◆ WORK TO COMPLETE:
Wherever a line below holds the word "machine", copy that line.

== RECORDS ==

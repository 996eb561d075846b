//! # Domain Value Objects
//!
//! Heights, timestamps, timeouts and the channel state machine.

use serde::{Deserialize, Serialize};
use std::fmt;

/// Block height of a chain, split into revision number and revision height.
///
/// The zero height means "unset" wherever it appears in a timeout.
#[derive(
    Copy, Clone, Debug, Default, PartialEq, Eq, Hash, PartialOrd, Ord, Serialize, Deserialize,
)]
pub struct Height {
    /// Revision (chain upgrade epoch).
    pub revision_number: u64,
    /// Height within the revision.
    pub revision_height: u64,
}

impl Height {
    /// Create a height.
    pub fn new(revision_number: u64, revision_height: u64) -> Self {
        Self {
            revision_number,
            revision_height,
        }
    }

    /// The unset height.
    pub fn zero() -> Self {
        Self::default()
    }

    /// True when both components are zero.
    pub fn is_zero(&self) -> bool {
        self.revision_number == 0 && self.revision_height == 0
    }

    /// Next height in the same revision.
    pub fn increment(&self) -> Self {
        Self::new(self.revision_number, self.revision_height + 1)
    }
}

impl fmt::Display for Height {
    fn fmt(&self, f: &mut fmt::Formatter<'_>) -> fmt::Result {
        write!(f, "{}-{}", self.revision_number, self.revision_height)
    }
}

/// Unix time in nanoseconds. Zero means "unset".
#[derive(
    Copy, Clone, Debug, Default, PartialEq, Eq, Hash, PartialOrd, Ord, Serialize, Deserialize,
)]
pub struct Timestamp(u64);

impl Timestamp {
    /// From nanoseconds since the epoch.
    pub fn from_nanos(nanos: u64) -> Self {
        Self(nanos)
    }

    /// The unset timestamp.
    pub fn none() -> Self {
        Self(0)
    }

    /// Nanoseconds since the epoch.
    pub fn nanos(&self) -> u64 {
        self.0
    }

    /// True when set.
    pub fn is_set(&self) -> bool {
        self.0 != 0
    }
}

impl fmt::Display for Timestamp {
    fn fmt(&self, f: &mut fmt::Formatter<'_>) -> fmt::Result {
        write!(f, "{}", self.0)
    }
}

/// Absolute timeout expressed on the clock of the chain that evaluates it.
///
/// Expired as soon as either the height or the timestamp bound is reached.
#[derive(Copy, Clone, Debug, Default, PartialEq, Eq, Hash, Serialize, Deserialize)]
pub struct Timeout {
    /// Timeout height (zero = unset).
    pub height: Height,
    /// Timeout timestamp (zero = unset).
    pub timestamp: Timestamp,
}

impl Timeout {
    /// Create a timeout from both bounds.
    pub fn new(height: Height, timestamp: Timestamp) -> Self {
        Self { height, timestamp }
    }

    /// Height-only timeout.
    pub fn at_height(height: Height) -> Self {
        Self::new(height, Timestamp::none())
    }

    /// Timestamp-only timeout.
    pub fn at_timestamp(timestamp: Timestamp) -> Self {
        Self::new(Height::zero(), timestamp)
    }

    /// At least one bound is set.
    pub fn is_set(&self) -> bool {
        !self.height.is_zero() || self.timestamp.is_set()
    }

    /// Has the timeout elapsed at `height` / `timestamp`?
    pub fn has_elapsed(&self, height: Height, timestamp: Timestamp) -> bool {
        let height_elapsed = !self.height.is_zero() && height >= self.height;
        let time_elapsed = self.timestamp.is_set() && timestamp >= self.timestamp;
        height_elapsed || time_elapsed
    }
}

/// Channel ordering.
#[derive(Clone, Copy, Debug, PartialEq, Eq, Hash, Serialize, Deserialize)]
pub enum Order {
    /// Packets may be delivered in any order.
    Unordered,
    /// Packets are delivered strictly by sequence.
    Ordered,
}

impl fmt::Display for Order {
    fn fmt(&self, f: &mut fmt::Formatter<'_>) -> fmt::Result {
        match self {
            Order::Unordered => f.write_str("ORDER_UNORDERED"),
            Order::Ordered => f.write_str("ORDER_ORDERED"),
        }
    }
}

/// Channel end state machine.
///
/// ```text
/// UNINITIALIZED ──init──→ INIT ──ack──→ OPEN ──close──→ CLOSED
///       │                  │              ↑ │
///       └──try──→ TRYOPEN ←┘ (crossing)   │ ├──upgrade init──→ INITUPGRADE
///                    └──confirm───────────┘ │                     │
///                                           └──upgrade try──→ TRYUPGRADE
///   INITUPGRADE / TRYUPGRADE ──ack / confirm / restore──→ OPEN
/// ```
#[derive(Clone, Copy, Debug, Default, PartialEq, Eq, Hash, Serialize, Deserialize)]
pub enum State {
    /// No channel end stored.
    #[default]
    Uninitialized,
    /// Opening handshake started locally.
    Init,
    /// Opening handshake acknowledged the counterparty's INIT.
    TryOpen,
    /// Open for packets.
    Open,
    /// Terminal.
    Closed,
    /// Local upgrade proposal outstanding.
    InitUpgrade,
    /// Counterparty upgrade proposal accepted locally.
    TryUpgrade,
}

impl State {
    /// Check if transition is valid.
    pub fn can_transition_to(&self, next: State) -> bool {
        match (self, next) {
            (Self::Uninitialized, Self::Init) => true,
            (Self::Uninitialized, Self::TryOpen) => true,
            (Self::Init, Self::TryOpen) => true, // Crossing hellos
            (Self::Init, Self::Open) => true,
            (Self::TryOpen, Self::Open) => true,
            (Self::Open, Self::Closed) => true,
            (Self::Open, Self::InitUpgrade) => true,
            (Self::Open, Self::TryUpgrade) => true,
            (Self::InitUpgrade, Self::TryUpgrade) => true, // Crossing hellos
            (Self::TryUpgrade, Self::TryUpgrade) => true,
            (Self::InitUpgrade, Self::Open) => true,
            (Self::TryUpgrade, Self::Open) => true,
            // An ordered-channel timeout is fatal even mid-upgrade.
            (Self::InitUpgrade, Self::Closed) => true,
            (Self::TryUpgrade, Self::Closed) => true,
            _ => false,
        }
    }

    /// Check if terminal state.
    pub fn is_terminal(&self) -> bool {
        matches!(self, Self::Closed)
    }

    /// True while an upgrade handshake is in flight.
    pub fn is_upgrading(&self) -> bool {
        matches!(self, Self::InitUpgrade | Self::TryUpgrade)
    }
}

impl fmt::Display for State {
    fn fmt(&self, f: &mut fmt::Formatter<'_>) -> fmt::Result {
        let s = match self {
            State::Uninitialized => "UNINITIALIZED",
            State::Init => "INIT",
            State::TryOpen => "TRYOPEN",
            State::Open => "OPEN",
            State::Closed => "CLOSED",
            State::InitUpgrade => "INITUPGRADE",
            State::TryUpgrade => "TRYUPGRADE",
        };
        f.write_str(s)
    }
}

/// Connection handshake state (read-only from the channel layer).
#[derive(Clone, Copy, Debug, Default, PartialEq, Eq, Hash, Serialize, Deserialize)]
pub enum ConnectionState {
    /// Not yet initialised.
    #[default]
    Uninitialized,
    /// Handshake started.
    Init,
    /// Handshake acknowledged.
    TryOpen,
    /// Usable by channels.
    Open,
}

===

◆ SOLUTION TO THIS TASK:
//! Heights, timestamps, timeouts and the channel state machine.
/// Channel end state machine.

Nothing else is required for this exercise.